The mental health and physical benefits of connecting with nature are human needs, not luxury preferences. The same communities that were hit hardest by COVID – often living in housing with the least access to natural light, outdoor space, and air quality – are the ones who need these improvements most. But they’re also the least likely to see developers investing in extensive green features.

That’s why I think community-level solutions like our rooftop garden are so important. We pooled resources from multiple residents to create shared access to outdoor growing space, which none of us could afford individually. It’s not perfect – I still have to climb four flights of stairs and coordinate with other people – but it gives everyone in the building access to soil, sunlight, and growing food regardless of income.

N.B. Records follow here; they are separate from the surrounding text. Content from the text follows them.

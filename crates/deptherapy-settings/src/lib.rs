//! Config parsing and resolution.
//!
//! This crate is intentionally IO-free: it parses and resolves configuration provided as strings.

#![forbid(unsafe_code)]

mod model;
mod resolve;

pub use model::{CheckConfig, DeptherapyConfigV1, ProbeConfig, RulesConfig};
pub use resolve::{Overrides, ProbeSettings, ResolvedConfig};

/// Parse `deptherapy.toml` (or equivalent) into a typed model.
pub fn parse_config_toml(input: &str) -> anyhow::Result<DeptherapyConfigV1> {
    let cfg: DeptherapyConfigV1 = toml::from_str(input)?;
    Ok(cfg)
}

/// Resolve the effective config (defaults + file + overrides).
pub fn resolve_config(
    cfg: DeptherapyConfigV1,
    overrides: Overrides,
) -> anyhow::Result<ResolvedConfig> {
    resolve::resolve_config(cfg, overrides)
}
//! Editor viewport state.

use super::EditBuffer;

/// Editor pane state: the buffer plus scroll position and the last known
/// viewport size (updated on every frame, used to keep the caret visible).
#[derive(Debug, Default)]
pub struct EditorState {
    /// The source buffer and caret.
    pub buffer: EditBuffer,
    /// First visible row of the text surface. The gutter renders with this
    /// same offset, which keeps both in lock-step.
    pub scroll_top: usize,
    /// Height of the text surface in rows, from the last frame.
    pub viewport_height: usize,
}

impl EditorState {
    /// Creates an editor seeded with the given text.
    pub fn with_text(text: &str) -> Self {
        Self {
            buffer: EditBuffer::from_text(text),
            scroll_top: 0,
            viewport_height: 0,
        }
    }

    /// Replaces the buffer wholesale (example selection): caret to `(0, 0)`,
    /// scroll to the top.
    pub fn load_text(&mut self, text: &str) {
        self.buffer.replace_all(text);
        self.scroll_top = 0;
    }

    /// Scrolls by a signed number of rows, clamped to the buffer.
    pub fn scroll_by(&mut self, delta: isize) {
        let max = self.buffer.line_count().saturating_sub(1);
        let target = self.scroll_top.saturating_add_signed(delta);
        self.scroll_top = target.min(max);
    }

    /// Records the text surface height for this frame and re-clamps scroll.
    pub fn set_viewport_height(&mut self, height: usize) {
        self.viewport_height = height;
        let max = self.buffer.line_count().saturating_sub(1);
        self.scroll_top = self.scroll_top.min(max);
    }

    /// Scrolls the minimum amount needed to keep the cursor row visible.
    pub fn ensure_cursor_visible(&mut self) {
        if self.viewport_height == 0 {
            return;
        }
        let (row, _) = self.buffer.cursor_row_col();
        if row < self.scroll_top {
            self.scroll_top = row;
        } else if row >= self.scroll_top + self.viewport_height {
            self.scroll_top = row + 1 - self.viewport_height;
        }
    }
}

#[cfg(test)]
mod tests {
    use super::*;

    #[test]
    fn load_text_resets_caret_and_scroll() {
        let mut editor = EditorState::with_text("a\nb\nc\nd\ne");
        editor.scroll_top = 3;
        editor.load_text("x\ny");
        assert_eq!(editor.buffer.text(), "x\ny");
        assert_eq!(editor.buffer.selection(), (0, 0));
        assert_eq!(editor.scroll_top, 0);
    }

    #[test]
    fn scroll_clamps_to_last_line() {
        let mut editor = EditorState::with_text("a\nb\nc");
        editor.scroll_by(10);
        assert_eq!(editor.scroll_top, 2);
        editor.scroll_by(-10);
        assert_eq!(editor.scroll_top, 0);
    }

    #[test]
    fn cursor_is_kept_inside_the_viewport() {
        let mut editor = EditorState::with_text("a\nb\nc\nd\ne\nf");
        editor.set_viewport_height(3);

        editor.buffer.move_cursor(super::super::CursorMove::Bottom, false);
        editor.ensure_cursor_visible();
        assert_eq!(editor.scroll_top, 3);

        editor.buffer.move_cursor(super::super::CursorMove::Top, false);
        editor.ensure_cursor_visible();
        assert_eq!(editor.scroll_top, 0);
    }
}
//! CLI entry and dispatch.

use anyhow::{Context, Result};
use aspen_play_core::config::Config;
use clap::Parser;

use crate::{logging, modes};

mod commands;

#[derive(Parser)]
#[command(name = "aspen-play")]
#[command(version)]
#[command(about = "Interactive playground for the Aspen language")]
struct Cli {
    #[command(subcommand)]
    command: Option<Commands>,
}

#[derive(clap::Subcommand)]
enum Commands {
    /// Execute a program against the remote server and print its output
    Run {
        /// Path to the Aspen source file, or `-` for stdin
        #[arg(value_name = "FILE")]
        file: String,

        /// Override the execution endpoint URL
        #[arg(long, env = "ASPEN_PLAY_ENDPOINT", value_name = "URL")]
        endpoint: Option<String>,
    },

    /// List the names of the example programs
    Examples,
}

pub fn run() -> Result<()> {
    let cli = Cli::parse();

    // one tokio runtime for everything
    let rt = tokio::runtime::Runtime::new().context("create tokio runtime")?;

    rt.block_on(async move { dispatch(cli).await })
}

async fn dispatch(cli: Cli) -> Result<()> {
    // The guard flushes buffered log lines on drop.
    let _log_guard = logging::init()?;

    let config = Config::load().context("load config")?;

    // default to the interactive playground
    let Some(command) = cli.command else {
        return modes::run_playground(&config).await;
    };

    match command {
        Commands::Run { file, endpoint } => {
            commands::run::run(&file, endpoint.as_deref(), &config).await
        }
        Commands::Examples => commands::examples::list(&config),
    }
}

I’m seeing more interest in this kind of collective approach to bringing nature into urban spaces. Community gardens have waiting lists. Neighborhood groups are advocating for pocket parks and tree planting. People are realizing that individual solutions only go so far when you’re dealing with systemic issues around housing quality and urban planning.

The challenge now is making sure these post-pandemic insights about the importance of nature connection actually translate into policy and development practices that benefit everyone, not just people who can afford to pay premiums for better living environments. Because if COVID taught us anything, it’s that our health and wellbeing are interconnected – and that includes our connection to the natural world, even when we’re living in tiny apartments in the middle of cities.

My current project is trying to grow herbs on my kitchen counter using grow lights, which feels very symbolic of this whole pandemic-influenced shift toward bringing nature indoors by any means necessary. The first attempt died within a week, but I’m trying again because having fresh basil in my tiny dark apartment feels like a small victory against the limitations of urban living.